Food and Drink

Hot chocolate and cold oysters: Inside the big, sexy lie of edible aphrodisiacs

Sex sells. And nothing speaks to the sheer success of this advertising mantra quite like oysters. Because despite resembling wet loogies, these slippery, salty molluscs are considered the food du jour for a romantic night out. In fact, we’re so convinced that they’re vital tools of seduction that sales of oysters soar in the UK around Valentine’s Day. But that’s what the day has come to revolve around, along with chocolates, champagne, caviar and truffles. All are claimed to send us into a sexual stupor.

But just how lusty do these foods actually make us? Does science back up their titillating claims? It turns out: not really. Chocolate has the longest-running association with sex among the aforementioned Valentine’s staples, and is believed to have been an aphrodisiac among the Aztecs. Rumour had it that Aztec ruler Moctezuma consumed up to 50 mugs of the stuff a day – although historians believe this to be something of an over-exaggeration. Surely the only thing to be achieved from drinking that much chocolate is a Guinness World Record for time spent on the toilet. Still, there’s no doubt that our ancestors believed strongly in the erotic power of chocolate.

Food historian Samantha Bilton tells me that chocolate was primarily consumed back then as a holistic health drink – something “very bitter, [and] almost medicinal”, she says – rather than something to get you in the mood for love. It wasn’t until the 19th century that chocolate started being produced in a solid form, with the invention of milk chocolate arriving only in 1879.

“There are some studies that point to certain compounds in chocolate producing an aphrodisiac effect,” she says. But even then, these compounds don’t directly result in horniness – rather, they’re linked to chemicals that result in feelings of happiness, love and sexual desire. These are also found in such small concentrations in chocolate that they’re unlikely to have much, if any, aphrodisiac effect at all.

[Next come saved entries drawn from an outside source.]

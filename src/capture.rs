// Capture-the-flag team
//
// Both team members run the same depth-limited alpha-beta search over
// `[self, opponents...]`; they differ only in the linear evaluation they
// plug in. The offense raids enemy food and brings it home, the defense
// guards its own food and chases invaders.

use log::{debug, info};
use rand::rngs::StdRng;
use rand::SeedableRng;

use crate::adversarial::{AdversarialSearch, SearchMode, TieBreak};
use crate::config::{CaptureConfig, Config};
use crate::debug_logger::DecisionLog;
use crate::evaluation::{inverse_distance, FeatureExtractor, Features, LinearEvaluator, Weights};
use crate::game::GameState;
use crate::types::{AgentId, Coord, Direction};

/// Board queries the capture agents need
pub trait CaptureView {
    /// `None` when the agent is out of sight
    fn agent_position(&self, agent: AgentId) -> Option<Coord>;

    /// Shortest walking distance through the maze
    fn maze_distance(&self, from: Coord, to: Coord) -> u32;

    /// Enemy food `agent` can eat
    fn food_to_eat(&self, agent: AgentId) -> Vec<Coord>;

    /// Food on `agent`'s own side
    fn food_to_defend(&self, agent: AgentId) -> Vec<Coord>;

    fn capsules_to_eat(&self, agent: AgentId) -> Vec<Coord>;

    fn capsules_to_defend(&self, agent: AgentId) -> Vec<Coord>;

    fn opponents(&self, agent: AgentId) -> Vec<AgentId>;

    /// True while `agent` is on the enemy side
    fn is_pacman(&self, agent: AgentId) -> bool;

    fn scared_timer(&self, agent: AgentId) -> u32;

    /// Food `agent` is carrying back home
    fn carrying(&self, agent: AgentId) -> u32;

    /// Score from `agent`'s team perspective
    fn team_score(&self, agent: AgentId) -> f64;
}

fn nearest<S: CaptureView>(view: &S, from: Coord, targets: &[Coord]) -> Option<u32> {
    targets.iter().map(|to| view.maze_distance(from, *to)).min()
}

/// Raiding features
#[derive(Debug, Clone)]
pub struct OffenseFeatures {
    agent: AgentId,
    home: Coord,
    no_ghost_distance: f64,
    food_contact_bonus: f64,
    scared_ghost_contact_bonus: f64,
    capsule_contact_bonus: f64,
    trap_move_threshold: usize,
    trap_ghost_distance: u32,
    weights: Weights,
}

impl OffenseFeatures {
    pub fn new(agent: AgentId, home: Coord, config: &CaptureConfig) -> Self {
        OffenseFeatures {
            agent,
            home,
            no_ghost_distance: config.no_ghost_distance,
            food_contact_bonus: config.food_contact_bonus,
            scared_ghost_contact_bonus: config.scared_ghost_contact_bonus,
            capsule_contact_bonus: config.offense_capsule_contact_bonus,
            trap_move_threshold: config.trap_move_threshold,
            trap_ghost_distance: config.trap_ghost_distance,
            weights: config.offense_weights.clone(),
        }
    }
}

impl<S> FeatureExtractor<S> for OffenseFeatures
where
    S: GameState + CaptureView,
{
    fn features(&self, state: &S) -> Features {
        let mut features = Features::new();

        let food = state.food_to_eat(self.agent);
        let capsules = state.capsules_to_eat(self.agent);
        features.set("food_count", -(food.len() as f64));
        features.set("capsule_count", -(capsules.len() as f64));
        features.set("score", state.team_score(self.agent));

        let position = match state.agent_position(self.agent) {
            Some(position) => position,
            None => return features,
        };

        if let Some(distance) = nearest(state, position, &food) {
            features.set(
                "inv_food_distance",
                inverse_distance(distance, self.food_contact_bonus),
            );
        }

        let (scared, active): (Vec<AgentId>, Vec<AgentId>) = state
            .opponents(self.agent)
            .into_iter()
            .filter(|&enemy| !state.is_pacman(enemy))
            .filter(|&enemy| state.agent_position(enemy).is_some())
            .partition(|&enemy| state.scared_timer(enemy) > 0);
        let positions_of = |agents: &[AgentId]| -> Vec<Coord> {
            agents
                .iter()
                .filter_map(|&agent| state.agent_position(agent))
                .collect()
        };

        features.set("scared_ghost_count", -(scared.len() as f64));

        let ghost_distance = nearest(state, position, &positions_of(&active));
        features.set(
            "ghost_distance",
            ghost_distance.map_or(self.no_ghost_distance, |d| d as f64),
        );

        if let Some(distance) = nearest(state, position, &positions_of(&scared)) {
            features.set(
                "inv_scared_ghost_distance",
                inverse_distance(distance, self.scared_ghost_contact_bonus),
            );
        }

        let carrying = state.carrying(self.agent);
        if carrying > 0 {
            let distance = state.maze_distance(position, self.home);
            if distance > 0 {
                features.set("inv_home_distance", carrying as f64 / distance as f64);
            }
        }

        if let Some(distance) = nearest(state, position, &capsules) {
            features.set(
                "inv_capsule_distance",
                inverse_distance(distance, self.capsule_contact_bonus),
            );
        }

        let cornered = state.legal_moves(self.agent).len() <= self.trap_move_threshold;
        let hunted = ghost_distance.is_some_and(|d| d < self.trap_ghost_distance);
        if cornered && hunted {
            features.set("trapped", -1.0);
        }

        features
    }

    fn weights(&self, _state: &S) -> &Weights {
        &self.weights
    }
}

/// Guarding features
#[derive(Debug, Clone)]
pub struct DefenseFeatures {
    agent: AgentId,
    no_invader_score: f64,
    invader_contact_bonus: f64,
    capsule_contact_bonus: f64,
    weights: Weights,
}

impl DefenseFeatures {
    pub fn new(agent: AgentId, config: &CaptureConfig) -> Self {
        DefenseFeatures {
            agent,
            no_invader_score: config.no_invader_score,
            invader_contact_bonus: config.invader_contact_bonus,
            capsule_contact_bonus: config.defense_capsule_contact_bonus,
            weights: config.defense_weights.clone(),
        }
    }
}

impl<S> FeatureExtractor<S> for DefenseFeatures
where
    S: GameState + CaptureView,
{
    fn features(&self, state: &S) -> Features {
        let mut features = Features::new();

        let food = state.food_to_defend(self.agent);
        features.set("score", state.team_score(self.agent));
        features.set("food_count", food.len() as f64);

        let position = match state.agent_position(self.agent) {
            Some(position) => position,
            None => return features,
        };

        let invaders: Vec<Coord> = state
            .opponents(self.agent)
            .into_iter()
            .filter(|&enemy| state.is_pacman(enemy))
            .filter_map(|enemy| state.agent_position(enemy))
            .collect();

        match nearest(state, position, &invaders) {
            Some(distance) => {
                features.set(
                    "inv_invader_distance",
                    inverse_distance(distance, self.invader_contact_bonus),
                );
                features.set("invader_count", -(invaders.len() as f64));
            }
            None => features.set("inv_invader_distance", self.no_invader_score),
        }

        let capsules = state.capsules_to_defend(self.agent);
        if let Some(distance) = nearest(state, position, &capsules) {
            features.set(
                "inv_capsule_distance",
                inverse_distance(distance, self.capsule_contact_bonus),
            );
        }

        features
    }

    fn weights(&self, _state: &S) -> &Weights {
        &self.weights
    }
}

/// One member of a capture team
#[derive(Debug)]
pub struct CaptureTeamAgent<F> {
    index: AgentId,
    start: Coord,
    search: AdversarialSearch,
    evaluator: LinearEvaluator<F>,
    endgame_food_threshold: usize,
    rng: StdRng,
    log: DecisionLog,
}

impl<F> CaptureTeamAgent<F> {
    /// # Arguments
    /// * `index` - this agent's index in the game
    /// * `start` - spawn position, also where carried food is cashed in
    /// * `features` - role-specific scoring
    pub fn new(index: AgentId, start: Coord, features: F, config: &CaptureConfig) -> Self {
        let rng = match config.seed {
            Some(seed) => StdRng::seed_from_u64(seed.wrapping_add(index as u64)),
            None => StdRng::from_os_rng(),
        };

        CaptureTeamAgent {
            index,
            start,
            search: AdversarialSearch::new(config.depth_limit, SearchMode::AlphaBeta)
                .with_tie_break(TieBreak::Random),
            evaluator: LinearEvaluator::new(features),
            endgame_food_threshold: config.endgame_food_threshold,
            rng,
            log: DecisionLog::disabled(),
        }
    }

    pub fn with_decision_log(mut self, log: DecisionLog) -> Self {
        self.log = log;
        self
    }

    pub fn index(&self) -> AgentId {
        self.index
    }

    pub fn features(&self) -> &F {
        self.evaluator.extractor()
    }

    /// Chooses this turn's move; `Stop` if no legal move exists
    pub fn choose_action<S>(&mut self, state: &S) -> Direction
    where
        S: GameState<Move = Direction> + CaptureView,
        F: FeatureExtractor<S>,
    {
        let legal_moves = state.legal_moves(self.index);
        if legal_moves.is_empty() {
            return Direction::Stop;
        }

        let food_left = state.food_to_eat(self.index).len();
        if food_left <= self.endgame_food_threshold {
            let action = self.head_home(state, &legal_moves);
            debug!(
                "Agent {}: {} food left, heading home via {}",
                self.index,
                food_left,
                action.as_str()
            );
            self.log.record(self.index, "capture_home", action.as_str(), None, None);
            return action;
        }

        let mut order = vec![self.index];
        order.extend(state.opponents(self.index));

        match self
            .search
            .decide(state, &order, &self.evaluator, &mut self.rng)
        {
            Some(decision) => {
                info!(
                    "Agent {}: {} (value {}, {} tied, {} cutoffs)",
                    self.index,
                    decision.action.as_str(),
                    decision.value,
                    decision.candidates.len(),
                    decision.stats.cutoffs
                );
                self.log.record(
                    self.index,
                    "capture_alpha_beta",
                    decision.action.as_str(),
                    Some(decision.value),
                    Some(decision.stats),
                );
                decision.action
            }
            None => Direction::Stop,
        }
    }

    /// The first legal move minimising the maze distance back to the start
    fn head_home<S>(&self, state: &S, legal_moves: &[Direction]) -> Direction
    where
        S: GameState<Move = Direction> + CaptureView,
    {
        let mut best = Direction::Stop;
        let mut best_distance = u32::MAX;
        for action in legal_moves {
            let successor = state.successor(self.index, action);
            let distance = successor
                .agent_position(self.index)
                .map_or(u32::MAX, |position| state.maze_distance(self.start, position));
            if distance < best_distance {
                best = *action;
                best_distance = distance;
            }
        }
        if best_distance == u32::MAX {
            legal_moves[0]
        } else {
            best
        }
    }
}

/// Builds the default offense/defense pair
///
/// Both members share the decision trace configured under `[debug]`.
pub fn create_team<S>(
    state: &S,
    first: AgentId,
    second: AgentId,
    config: &Config,
) -> (
    CaptureTeamAgent<OffenseFeatures>,
    CaptureTeamAgent<DefenseFeatures>,
)
where
    S: CaptureView,
{
    let capture = &config.capture;
    let log = config.decision_log();
    let first_start = state.agent_position(first).unwrap_or(Coord::new(0, 0));
    let second_start = state.agent_position(second).unwrap_or(Coord::new(0, 0));

    (
        CaptureTeamAgent::new(
            first,
            first_start,
            OffenseFeatures::new(first, first_start, capture),
            capture,
        )
        .with_decision_log(log.clone()),
        CaptureTeamAgent::new(
            second,
            second_start,
            DefenseFeatures::new(second, capture),
            capture,
        )
        .with_decision_log(log),
    )
}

The campaign to make chocolate a Valentine’s Day staple had nothing to do with these supposed chemical reactions. Cadbury had been packaging chocolates in elaborate, highly collectible “Fancy Boxes” that the late Victorians adored, Bilton says. In the 1860s, the brand became the first to introduce heart-shaped boxes for Valentine’s Day, making it a permanent fixture during the season.

As journalist and author Carol Off wrote in her comprehensive history of chocolate, Bitter Chocolate: Anatomy of an Industry: “The Cadburys found a way to appeal to their ambiguous prudery, playing up the innocence of chocolate as a sensual indulgence. It was the firm’s marketing genius that first made chocolate a part of Valentine’s Day in Great Britain and a symbol of romantic love.”

In the case of the oyster, Kate Lister, an expert on the literary history of sex work, said it is the shape of the shellfish, with all its gentle folds and pearls nestled in flesh, that is its most obvious association with sex. She wrote in an article for The i that the word “oyster” has been slang for “vulva” since the 16th century, with Victorian and Elizabethan writers, poets and playwrights referring rather graphically to “gaping” and “yawning” oysters when writing about sex.

Beyond the mollusc’s suggestive shape was its high nutritional value, which was particularly prized during a time when people had poor diets. They are rich in vitamin D and B12, copper, zinc and magnesium, essential nutrients that are said to contribute to virility and a healthy sex drive. Drew Smith, historian and author of Oyster: A Gastronomic History, says that this was what drove the oyster’s popularity in the Victorian era.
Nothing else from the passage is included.